• Dataset entries
== Segment start ==
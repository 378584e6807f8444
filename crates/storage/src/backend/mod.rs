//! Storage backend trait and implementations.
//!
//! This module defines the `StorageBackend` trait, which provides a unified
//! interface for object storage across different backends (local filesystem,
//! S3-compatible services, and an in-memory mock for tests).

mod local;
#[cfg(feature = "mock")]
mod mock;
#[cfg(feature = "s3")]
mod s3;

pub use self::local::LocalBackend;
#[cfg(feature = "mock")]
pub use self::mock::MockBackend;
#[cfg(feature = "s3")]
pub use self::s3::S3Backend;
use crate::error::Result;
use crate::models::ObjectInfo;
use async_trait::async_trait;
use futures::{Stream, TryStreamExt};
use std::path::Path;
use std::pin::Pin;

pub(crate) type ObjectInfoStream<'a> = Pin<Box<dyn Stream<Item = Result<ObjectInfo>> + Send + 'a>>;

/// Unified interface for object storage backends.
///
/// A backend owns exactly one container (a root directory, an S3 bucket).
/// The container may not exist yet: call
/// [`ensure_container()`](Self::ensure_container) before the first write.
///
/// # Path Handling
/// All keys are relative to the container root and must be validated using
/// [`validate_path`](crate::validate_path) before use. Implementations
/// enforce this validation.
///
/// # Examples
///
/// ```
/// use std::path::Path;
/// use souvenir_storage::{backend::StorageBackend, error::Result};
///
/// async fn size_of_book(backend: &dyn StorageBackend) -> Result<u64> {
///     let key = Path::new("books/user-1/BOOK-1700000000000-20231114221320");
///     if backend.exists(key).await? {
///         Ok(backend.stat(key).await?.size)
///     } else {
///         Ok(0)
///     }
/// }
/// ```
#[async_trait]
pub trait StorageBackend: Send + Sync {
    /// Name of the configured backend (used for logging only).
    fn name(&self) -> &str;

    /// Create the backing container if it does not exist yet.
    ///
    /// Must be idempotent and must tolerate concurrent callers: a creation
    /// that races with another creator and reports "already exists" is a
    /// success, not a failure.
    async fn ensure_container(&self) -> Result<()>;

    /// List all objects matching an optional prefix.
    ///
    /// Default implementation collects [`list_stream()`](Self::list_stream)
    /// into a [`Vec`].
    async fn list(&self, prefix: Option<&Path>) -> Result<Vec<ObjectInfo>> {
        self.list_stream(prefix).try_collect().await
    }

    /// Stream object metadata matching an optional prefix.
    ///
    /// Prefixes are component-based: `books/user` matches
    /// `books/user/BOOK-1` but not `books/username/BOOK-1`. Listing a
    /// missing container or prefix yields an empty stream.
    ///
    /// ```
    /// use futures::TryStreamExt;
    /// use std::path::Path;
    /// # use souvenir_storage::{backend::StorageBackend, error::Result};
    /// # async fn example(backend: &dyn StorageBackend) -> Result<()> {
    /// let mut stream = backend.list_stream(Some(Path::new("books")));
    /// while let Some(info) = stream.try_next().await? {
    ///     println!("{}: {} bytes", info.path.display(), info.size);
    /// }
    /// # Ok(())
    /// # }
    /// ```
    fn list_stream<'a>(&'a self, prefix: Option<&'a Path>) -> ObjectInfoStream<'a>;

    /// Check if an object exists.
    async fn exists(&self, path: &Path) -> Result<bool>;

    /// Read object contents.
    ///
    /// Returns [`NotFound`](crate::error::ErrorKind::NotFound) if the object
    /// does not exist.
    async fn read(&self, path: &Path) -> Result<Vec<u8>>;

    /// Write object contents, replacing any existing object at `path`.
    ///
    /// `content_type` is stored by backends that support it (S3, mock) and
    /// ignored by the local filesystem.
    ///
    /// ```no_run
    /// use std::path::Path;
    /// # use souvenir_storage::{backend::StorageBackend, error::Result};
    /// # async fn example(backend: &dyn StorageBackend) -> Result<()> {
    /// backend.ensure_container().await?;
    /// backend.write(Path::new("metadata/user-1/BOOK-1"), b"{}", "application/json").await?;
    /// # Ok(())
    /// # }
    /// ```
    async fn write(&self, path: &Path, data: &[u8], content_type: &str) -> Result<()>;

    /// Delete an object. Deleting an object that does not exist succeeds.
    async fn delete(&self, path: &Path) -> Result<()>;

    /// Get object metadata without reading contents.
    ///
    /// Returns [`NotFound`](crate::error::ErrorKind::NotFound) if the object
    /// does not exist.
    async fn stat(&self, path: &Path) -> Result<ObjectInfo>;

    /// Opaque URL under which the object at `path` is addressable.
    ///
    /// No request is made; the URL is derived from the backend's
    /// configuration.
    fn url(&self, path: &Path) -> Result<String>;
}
== Segment end ==
• Prompt
For this exercise, gather every line of the data that contains the word "metadata".

• Problem solution
    /// Stream object metadata matching an optional prefix.
    /// backend.write(Path::new("metadata/user-1/BOOK-1"), b"{}", "application/json").await?;
    /// Get object metadata without reading contents.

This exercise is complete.